Music, the kind that is neither well known nor nameable, that shapes how childhood passes into agitated youth, when all that unrequited love brought was clamouring heartache and all that requited nights gave was an impassable yearning for the past; music, the sort that existed when rebellious soldiers ran away with willing horses and damsels in tears, at the last remaining margins of a few pitched tents in a desert strewn with youth and love; that sort of music, that kind of memory.


Music, the kind that obliterates all colour, leaving a few people with empty glasses and clouds of smoke amidst the fading embers of a few nights trespassed; music that has a bit of anger and some weariness, a bit of love and mostly heartbreak, sad and beautiful words; music that somehow ventures into the impossible after all possible has been shaken, when promises and lies seem the same, when only melancholy seems worthwhile, that hope, that kind of feeling, that is music.

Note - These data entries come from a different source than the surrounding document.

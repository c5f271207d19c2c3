use crate::error::{EngineError, Result};
use crate::options::EngineOptions;
use crate::registry::StepRegistry;
use crate::step::{StepOutput, StepRef};
use crate::timeout::{race, TimeoutStep};
use std::fmt;
use std::future::Future;
use std::sync::atomic::{AtomicBool, Ordering};
use std::sync::Arc;
use std::time::Duration;
use tracing::{debug, info, warn};

/// The result of a run that did not fail.
#[derive(Debug, Clone, PartialEq, Eq)]
pub enum Outcome<V> {
    /// Every step returned [`StepOutput::Continue`].
    Completed,
    /// A step returned [`StepOutput::Terminate`] with this value.
    Terminated(V),
}

impl<V> Outcome<V> {
    /// The terminating value, if any.
    pub fn into_value(self) -> Option<V> {
        match self {
            Outcome::Completed => None,
            Outcome::Terminated(value) => Some(value),
        }
    }

    /// Returns `true` for [`Outcome::Terminated`].
    pub fn is_terminated(&self) -> bool {
        matches!(self, Outcome::Terminated(_))
    }
}

/// Runs registered steps one at a time against shared arguments.
///
/// Steps run in registration order, or in ascending priority order when
/// [`EngineOptions::sort_by_priority`] is set. A run ends at the first step
/// that terminates or fails.
///
/// # Examples
///
/// ```
/// use junban::prelude::*;
/// use std::sync::atomic::{AtomicU32, Ordering};
/// use std::sync::Arc;
///
/// # #[tokio::main]
/// # async fn main() -> Result<(), EngineError> {
/// let mut engine: Engine<AtomicU32, String> = Engine::new();
///
/// engine.append(
///     from_fn("bump", |n: Arc<AtomicU32>| async move {
///         n.fetch_add(1, Ordering::SeqCst);
///         Ok::<_, EngineError>(StepOutput::next())
///     })
///     .shared(),
///     None,
/// )?;
/// engine.append(
///     from_fn("check", |n: Arc<AtomicU32>| async move {
///         let seen = n.load(Ordering::SeqCst);
///         Ok::<_, EngineError>(StepOutput::stop(format!("seen {}", seen)))
///     })
///     .shared(),
///     None,
/// )?;
///
/// let outcome = engine.execute(AtomicU32::new(0), None).await?;
/// assert_eq!(outcome, Outcome::Terminated("seen 1".to_string()));
/// # Ok(())
/// # }
/// ```
pub struct Engine<A, V> {
    registry: StepRegistry<A, V>,
    options: EngineOptions,
}

impl<A, V> fmt::Debug for Engine<A, V> {
    fn fmt(&self, f: &mut fmt::Formatter<'_>) -> fmt::Result {
        f.debug_struct("Engine")
            .field("registry", &self.registry)
            .field("options", &self.options)
            .finish()
    }
}

impl<A, V> Default for Engine<A, V>
where
    A: Send + Sync + 'static,
    V: Send + 'static,
{
    fn default() -> Self {
        Self::new()
    }
}

impl<A, V> Engine<A, V>
where
    A: Send + Sync + 'static,
    V: Send + 'static,
{
    /// Creates an engine with default options and no steps.
    pub fn new() -> Self {
        Self::with_options(EngineOptions::default())
    }

    /// Creates an engine with `options` and no steps.
    pub fn with_options(options: EngineOptions) -> Self {
        Self {
            registry: StepRegistry::new(),
            options,
        }
    }

    /// Creates an engine and appends `steps` in order.
    ///
    /// Validity and duplicate checks apply exactly as for [`Engine::append`].
    pub fn with_steps<I>(steps: I, options: EngineOptions) -> Result<Self>
    where
        I: IntoIterator<Item = StepRef<A, V>>,
    {
        let mut engine = Self::with_options(options);
        for step in steps {
            engine.append(step, None)?;
        }
        Ok(engine)
    }

    /// Current options.
    pub fn options(&self) -> &EngineOptions {
        &self.options
    }

    /// Mutable access to the options. Changes apply from the next call.
    pub fn options_mut(&mut self) -> &mut EngineOptions {
        &mut self.options
    }

    /// Replaces the options. Changes apply from the next call.
    pub fn set_options(&mut self, options: EngineOptions) {
        self.options = options;
    }

    /// Adds `step` at the end of the execution order.
    ///
    /// With a non-zero `timeout`, the step is wrapped in a [`TimeoutStep`]
    /// before it is stored. The registry then holds the wrapper, not `step`,
    /// so [`Engine::remove`] and duplicate rejection will not match it through
    /// the handle passed here.
    ///
    /// # Errors
    ///
    /// - [`EngineError::InvalidStep`] if the step's priority hint is NaN
    /// - [`EngineError::DuplicateStep`] if duplicates are rejected and the
    ///   same handle is already registered
    pub fn append(&mut self, step: StepRef<A, V>, timeout: Option<Duration>) -> Result<()> {
        let step = with_step_timeout(step, timeout);
        self.registry.append(step, self.options.reject_duplicates)
    }

    /// Adds `step` at the start of the execution order.
    ///
    /// Same wrapping and errors as [`Engine::append`].
    pub fn prepend(&mut self, step: StepRef<A, V>, timeout: Option<Duration>) -> Result<()> {
        let step = with_step_timeout(step, timeout);
        self.registry.prepend(step, self.options.reject_duplicates)
    }

    /// Removes the first registration of `step`. Returns whether one was found.
    pub fn remove(&mut self, step: &StepRef<A, V>) -> bool {
        self.registry.remove(step)
    }

    /// Removes every step.
    pub fn clear(&mut self) {
        self.registry.clear();
    }

    /// Returns `true` if `step` itself is registered.
    pub fn contains(&self, step: &StepRef<A, V>) -> bool {
        self.registry.contains(step)
    }

    /// Number of registered steps.
    pub fn len(&self) -> usize {
        self.registry.len()
    }

    /// Returns `true` if no step is registered.
    pub fn is_empty(&self) -> bool {
        self.registry.is_empty()
    }

    /// Registered steps in registration order, including timeout wrappers.
    pub fn steps(&self) -> &[StepRef<A, V>] {
        self.registry.steps()
    }

    /// Starts a run over the currently registered steps.
    ///
    /// The step order is fixed when this is called: registry changes made
    /// while the returned future is pending do not affect it. With a non-zero
    /// `total_timeout`, the whole run is raced against that limit; on expiry
    /// the run fails with [`EngineError::Timeout`], the step in flight keeps
    /// running in the background, and no further step is started.
    ///
    /// Must be awaited inside a tokio runtime.
    pub fn execute(
        &mut self,
        args: A,
        total_timeout: Option<Duration>,
    ) -> impl Future<Output = Result<Outcome<V>>> + Send + 'static {
        self.execute_shared(Arc::new(args), total_timeout)
    }

    /// Like [`Engine::execute`], for arguments the caller keeps a handle to.
    pub fn execute_shared(
        &mut self,
        args: Arc<A>,
        total_timeout: Option<Duration>,
    ) -> impl Future<Output = Result<Outcome<V>>> + Send + 'static {
        let steps = self.snapshot();
        let total_timeout = total_timeout.filter(|limit| !limit.is_zero());

        async move {
            info!("Starting run with {} steps", steps.len());
            let abandoned = Arc::new(AtomicBool::new(false));
            let _guard = AbandonOnDrop(Arc::clone(&abandoned));
            let run = run_steps(steps, args, Arc::clone(&abandoned));

            let result = match total_timeout {
                Some(limit) => {
                    let result = race(run, limit, None).await;
                    if let Err(e) = &result {
                        if e.is_timeout() {
                            warn!("Run ended on timeout: {}", e);
                        }
                    }
                    result
                }
                None => run.await,
            };

            if let Ok(outcome) = &result {
                info!(
                    "Run finished ({})",
                    if outcome.is_terminated() {
                        "terminated"
                    } else {
                        "completed"
                    }
                );
            }
            result
        }
    }

    fn snapshot(&mut self) -> Vec<StepRef<A, V>> {
        if self.options.sort_by_priority {
            self.registry.sorted().to_vec()
        } else {
            self.registry.steps().to_vec()
        }
    }
}

/// Stops a raced run from starting further steps once nobody is waiting
/// for it: on completion, on timeout, or when the run future is dropped.
struct AbandonOnDrop(Arc<AtomicBool>);

impl Drop for AbandonOnDrop {
    fn drop(&mut self) {
        self.0.store(true, Ordering::SeqCst);
    }
}

fn with_step_timeout<A, V>(step: StepRef<A, V>, timeout: Option<Duration>) -> StepRef<A, V>
where
    A: Send + Sync + 'static,
    V: Send + 'static,
{
    match timeout.filter(|limit| !limit.is_zero()) {
        Some(limit) => {
            debug!("Wrapping step '{}' with a {:?} timeout", step.name(), limit);
            Arc::new(TimeoutStep::new(step, limit))
        }
        None => step,
    }
}

async fn run_steps<A, V>(
    steps: Vec<StepRef<A, V>>,
    args: Arc<A>,
    abandoned: Arc<AtomicBool>,
) -> Result<Outcome<V>>
where
    A: Send + Sync + 'static,
    V: Send + 'static,
{
    for step in steps {
        if abandoned.load(Ordering::SeqCst) {
            debug!("Run abandoned before step '{}'", step.name());
            return Err(EngineError::Interrupted("run abandoned".to_string()));
        }

        match step.execute(Arc::clone(&args)).await {
            Ok(StepOutput::Continue) => {
                debug!("Step '{}' completed", step.name());
            }
            Ok(StepOutput::Terminate(value)) => {
                info!("Step '{}' terminated the run", step.name());
                return Ok(Outcome::Terminated(value));
            }
            Err(e) => {
                warn!("Step '{}' failed: {}", step.name(), e);
                return Err(e);
            }
        }
    }
    Ok(Outcome::Completed)
}

#[cfg(test)]
mod tests {
    use super::*;
    use crate::step::from_fn;
    use std::sync::Mutex;

    type Log = Mutex<Vec<&'static str>>;

    fn record(name: &'static str) -> StepRef<Log, &'static str> {
        from_fn(name, move |log: Arc<Log>| async move {
            log.lock().map_err(|e| EngineError::Interrupted(e.to_string()))?.push(name);
            Ok::<_, EngineError>(StepOutput::next())
        })
        .shared()
    }

    #[tokio::test]
    async fn test_execute_empty_engine() {
        let mut engine: Engine<Log, &'static str> = Engine::new();
        let outcome = engine.execute(Mutex::new(Vec::new()), None).await.unwrap();
        assert_eq!(outcome, Outcome::Completed);
        assert_eq!(outcome.into_value(), None);
    }

    #[tokio::test]
    async fn test_execute_runs_in_registration_order() {
        let mut engine: Engine<Log, &'static str> = Engine::new();
        engine.append(record("b"), None).unwrap();
        engine.append(record("c"), None).unwrap();
        engine.prepend(record("a"), None).unwrap();

        let log = Arc::new(Mutex::new(Vec::new()));
        let outcome = engine.execute_shared(Arc::clone(&log), None).await.unwrap();
        assert_eq!(outcome, Outcome::Completed);
        assert_eq!(*log.lock().unwrap(), vec!["a", "b", "c"]);
    }

    #[tokio::test]
    async fn test_mutation_after_execute_call_does_not_affect_run() {
        let mut engine: Engine<Log, &'static str> = Engine::new();
        engine.append(record("a"), None).unwrap();

        let log = Arc::new(Mutex::new(Vec::new()));
        let run = engine.execute_shared(Arc::clone(&log), None);
        engine.append(record("late"), None).unwrap();
        engine.clear();

        run.await.unwrap();
        assert_eq!(*log.lock().unwrap(), vec!["a"]);
    }

    #[tokio::test]
    async fn test_zero_timeouts_are_ignored() {
        let mut engine: Engine<Log, &'static str> = Engine::new();
        let a = record("a");
        engine.append(Arc::clone(&a), Some(Duration::ZERO)).unwrap();
        assert!(engine.contains(&a));

        let log = Arc::new(Mutex::new(Vec::new()));
        let outcome = engine
            .execute_shared(Arc::clone(&log), Some(Duration::ZERO))
            .await
            .unwrap();
        assert_eq!(outcome, Outcome::Completed);
    }

    #[tokio::test]
    async fn test_step_with_timeout_is_not_removable_by_original_handle() {
        let mut engine: Engine<Log, &'static str> = Engine::new();
        let a = record("a");
        engine.append(Arc::clone(&a), Some(Duration::from_secs(1))).unwrap();

        assert!(!engine.remove(&a));
        assert_eq!(engine.len(), 1);

        let wrapper = Arc::clone(&engine.steps()[0]);
        assert!(engine.remove(&wrapper));
        assert!(engine.is_empty());
    }

    #[tokio::test]
    async fn test_options_are_read_per_call() {
        let mut engine: Engine<Log, &'static str> = Engine::new();
        let a = record("a");
        engine.append(Arc::clone(&a), None).unwrap();
        engine.append(Arc::clone(&a), None).unwrap();

        engine.options_mut().reject_duplicates = true;
        assert!(matches!(
            engine.append(Arc::clone(&a), None),
            Err(EngineError::DuplicateStep(_))
        ));

        engine.set_options(EngineOptions::default());
        engine.append(a, None).unwrap();
        assert_eq!(engine.len(), 3);
    }

    #[test]
    fn test_with_steps_applies_duplicate_check() {
        let a = record("a");
        let result = Engine::with_steps(
            vec![Arc::clone(&a), Arc::clone(&a)],
            EngineOptions {
                reject_duplicates: true,
                ..Default::default()
            },
        );
        assert!(matches!(result, Err(EngineError::DuplicateStep(_))));

        let engine = Engine::with_steps(vec![Arc::clone(&a), a], EngineOptions::default()).unwrap();
        assert_eq!(engine.len(), 2);
    }

    #[test]
    fn test_outcome_helpers() {
        assert!(Outcome::Terminated(1).is_terminated());
        assert_eq!(Outcome::Terminated(1).into_value(), Some(1));
        assert!(!Outcome::<i32>::Completed.is_terminated());
    }
}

Music is a kind of attitude, a kind of emotion. After the most awesome love and the least regarded nightfall have merged and gone, defeated and packed away into the list of oblivious nights; in the shimmering solitude of that moment, in the blistering haze of that hour, what you hear, what I just said, is music.

13 comments:

  1. You've left me with a terrible urge to say something, but absolutely out of words. This comment is, therefore, nothing but the shadow of a grin.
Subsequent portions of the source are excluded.